Increasing evidence indicates that RNA modifications are misregulated in human cancers, which might be optimal targets of cancer therapy. However, important RNA regulators in kidney cancer still need further exploration. In this study, we collected regulators representing different types of RNA modification and identified the prognosis-related RNA regulators in kidney cancer patients. We further constructed a 4-gene RNA regulators signature and index called prognosis-related RNA regulators index (PRRI) by the Lasso-Cox regression algorithm.
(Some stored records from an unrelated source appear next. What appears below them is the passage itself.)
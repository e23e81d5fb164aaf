//! Property-based tests for the lexer, and for the parser's recovery on
//! arbitrary input.
//!
//! 1. Token spans lie within the input, in order, ending with EOF
//! 2. Words and symbols separated by blanks lex to the matching kinds
//! 3. Digit strings lex to a single literal holding the same digits
//! 4. Parsing arbitrary input terminates and leaves only the outermost scope

use proptest::prelude::*;

use crate::{
    char_source::CharSource,
    diagnostic::Collector,
    lexer::Lexer,
    parser::{Options, Parser},
    token::{Token, TokenKind, DOUBLE_OPERATORS, KEYWORD_DATA, SINGLE_OPERATORS},
};

fn lex(input: &[u8]) -> (Vec<Token>, Collector) {
    let mut sink = Collector::new();
    let tokens = Lexer::run(input, &mut sink);
    (tokens, sink)
}

/// Source text of a single token, paired with the kind it lexes to
fn word() -> impl Strategy<Value = (String, TokenKind)> {
    let keyword = prop::sample::select(KEYWORD_DATA.to_vec())
        .prop_map(|(text, kind)| (text.to_string(), kind));
    let single = prop::sample::select(SINGLE_OPERATORS.to_vec())
        .prop_map(|(c, kind)| (c.to_string(), kind));
    let double = prop::sample::select(DOUBLE_OPERATORS.to_vec())
        .prop_map(|(text, kind)| (text.to_string(), kind));
    let identifier = "[a-z][a-z0-9_]{0,8}"
        .prop_filter("not a keyword", |s| {
            KEYWORD_DATA.iter().all(|(k, _)| *k != s.as_str())
        })
        .prop_map(|s| (s, TokenKind::Identifier));

    prop_oneof![keyword, single, double, identifier]
}

proptest! {
    #[test]
    fn spans_are_ordered_and_in_bounds(input in prop::collection::vec(any::<u8>(), 0..300)) {
        let (tokens, _) = lex(&input);

        let last = tokens.last().map(|t| t.kind());
        prop_assert_eq!(last, Some(TokenKind::Eof));

        let mut previous_end = 0;
        for token in &tokens {
            prop_assert!(token.start <= token.end, "{token} at {}..{}", token.start, token.end);
            prop_assert!(token.end <= input.len(), "{token} ends past the input");
            prop_assert!(token.start >= previous_end, "{token} overlaps the previous token");
            previous_end = token.end;
        }
    }

    #[test]
    fn words_lex_to_their_kinds(
        words in prop::collection::vec(word(), 1..20),
        blank in prop::sample::select(vec![" ", "\t", "  ", " \r "]),
    ) {
        let source = words.iter().map(|(text, _)| text.as_str()).collect::<Vec<_>>().join(blank);
        let (tokens, sink) = lex(source.as_bytes());

        prop_assert!(sink.diagnostics.is_empty());
        let kinds = tokens.iter().map(|t| t.kind()).collect::<Vec<_>>();
        let mut expected = words.iter().map(|(_, kind)| *kind).collect::<Vec<_>>();
        expected.push(TokenKind::Eof);
        prop_assert_eq!(kinds, expected);
    }

    #[test]
    fn digits_lex_to_one_literal(digits in "[0-9]{1,30}") {
        let (tokens, _) = lex(digits.as_bytes());

        prop_assert_eq!(tokens.len(), 2);
        prop_assert_eq!(tokens[0].kind(), TokenKind::NumericLiteral);
        prop_assert_eq!(tokens[0].text(), Some(digits.as_str()));
    }

    #[test]
    fn peek_does_not_consume(input in prop::collection::vec(any::<u8>(), 0..50)) {
        let mut sink = Collector::new();
        let mut source = CharSource::new(input.as_slice(), &mut sink);

        while let Some(c) = source.peek() {
            prop_assert_eq!(source.peek(), Some(c));
            prop_assert_eq!(source.consume(), Some(c));
        }
        prop_assert_eq!(source.offset(), input.len());
    }

    #[test]
    fn parser_recovers_from_anything(
        input in prop::collection::vec(
            prop_oneof![
                word().prop_map(|(text, _)| text),
                Just("\n".to_string()),
                Just("procedure".to_string()),
                Just("42".to_string()),
                Just("\"s\"".to_string()),
            ],
            0..60,
        )
    ) {
        let source = input.join(" ");
        let mut sink = Collector::new();
        let output = Parser::new(source.as_bytes(), &mut sink, Options::default()).parse();

        prop_assert_eq!(output.table.depth(), 1);
        prop_assert_eq!(output.faults, sink.errors().count());
    }
}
We found that PRRI could precisely predict prognosis of patients in the KIRC training (AUC at 3-/5-/7-years = 0.7132/0.7220/0.7283) and testing cohorts (AUC at 3-/5-/7-years = 0.7141/0.7403/0.7305) and two independent RCC cohorts - E-MTAB-1980 (AUC at 3-/5-/7-years = 0.7036/0.7385/0.7143) and KIRP (AUC at 3-/5-/7-years = 0.6203/0.6365/0.6941). Moreover, the high PRRI group showed a worse clinical outcome than the low PRRI group. PRRI demonstrated strong robustness and was related to histological grade and pathologic stage, which was also found to be an independent prognosis factor when other clinical variables adjusted it. We further found several immune-related pathways differentially enriched in the high or low PRRI group. The regulation of T cell migration, which has been proven to be an immunosuppressive cell, shows a high enrichment in the high PRRI group. Further analysis reveals that PRRI also shows a highly positive correlation with the activity of Tregs. TIDE analysis and two independent immune therapy cohorts revealed that the high PRRI group might resist immune therapy, while the low PRRI group might benefit from the treatment, indicating that PRRI could be a marker for predicting immune therapeutic response. All in all, we determined 4 potentially essential RNA regulators and illustrated their mechanisms concretely. Furthermore, we constructed a 4-gene index called PRRI to predict patients' outcomes and immunotherapy response.